Click here to access the Global Integrity 2020 Annual Report
In my six years as Executive Director of Global Integrity, we have not spent much time explicitly reflecting on our name. I’d always assumed that we inherited it, having spun off from the Center for Public Integrity in 2005, and felt that perhaps it referred to our early focus on measuring the “implementation gap” between policies on paper and policies in practice. As a result, when people have asked about our name and what it means, I’ve tended to deflect the question. But in recent months, I’ve begun to see the value of integrity, and of our name, in new ways.
For much of the governance, transparency and anti-corruption community, integrity – although often poorly defined – is about individuals and organizations behaving in trustworthy ways; being honest, practising what they preach, and meeting agreed norms and standards. These meanings of integrity are important, but just as our focus has broadened beyond measuring the implementation gap, to supporting locally-led, learning-centered and adaptive approaches to addressing complex and systemic governance-related challenges, so might our thinking on integrity.
Integrity might more usefully be thought of in terms of the strength and quality of a system’s integration; the nature and inclusiveness of the relationships and processes that connect the various actors and make the whole system more than the sum of its parts. The behavior of individuals and organizations matters hugely – individuals shape systems, as systems shape individuals – but it is these relationships and processes that drive a system’s dynamics, building or undermining its capacity for innovation, learning and adaptation, and thereby shaping the system’s ability to generate solutions to complex challenges. (See here for a closely related argument which puts trust center-stage).
In addition to the organizational and professional reflections that the full version of this piece sets out in greater detail, my thinking has been given a boost by the reading, reflection, and coaching I’ve been doing about how I might in my personal life best strengthen the dynamic webs of relationships that make life, including my life, what it is (see also listening with love – an ethic of love, in bell hooks’ terms – by Kyende Kinoti at Feedback Labs). For me, personally, this reflection has been very energizing. For Global Integrity, this strand of thinking is informing the evolution of our approach to supporting partners’ efforts to address complex governance-related challenges, helping us to build on our strategy and its focus on listening, learning and adaptation.

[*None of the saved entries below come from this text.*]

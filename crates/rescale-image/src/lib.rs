#![deny(missing_docs)]
#![doc = env!("CARGO_PKG_DESCRIPTION")]

/// image representation for resampling purposes.
pub mod image;

/// Error types for the image module.
pub mod error;

pub use crate::error::ImageError;
pub use crate::image::{Image, ImageDtype, ImageSize};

Informed by these various reflections, our latest thinking starts with the reality that we are a small player in a complex system of actors and our belief that we can contribute best by enhancing the integrity (relationships & processes) of those systems and thereby their ability to address complex social challenges. We do this indirectly, by providing practical support and accompaniment for civil society and government partners as they tackle issues relating to corruption and the use of public resources.
By doing this, we aim to develop our, and our partners’ capacity to operate in the learning-centered and adaptive ways which enable organizations to shape and strengthen the integrity and effectiveness of the systems they are part of. Last but not least, in all that we do, we aim to be led by our partners, adding value where they, and we, think we can; helping to shift and share, rather than consolidate, our power.
As we move forward into a new year, it feels good to be finding a fit between the name we have on paper and what we do in practice. It also feels good for me, to be in a place where my personal ponderings and my organizational reflections are themselves increasingly integrated. With system integrity and the relationships through which it is built as our guiding star, we look forward to making a stronger contribution to our partners’ efforts to address governance-related challenges, by nurturing the emergence of systems that are full of integrity and better able to meet people’s needs.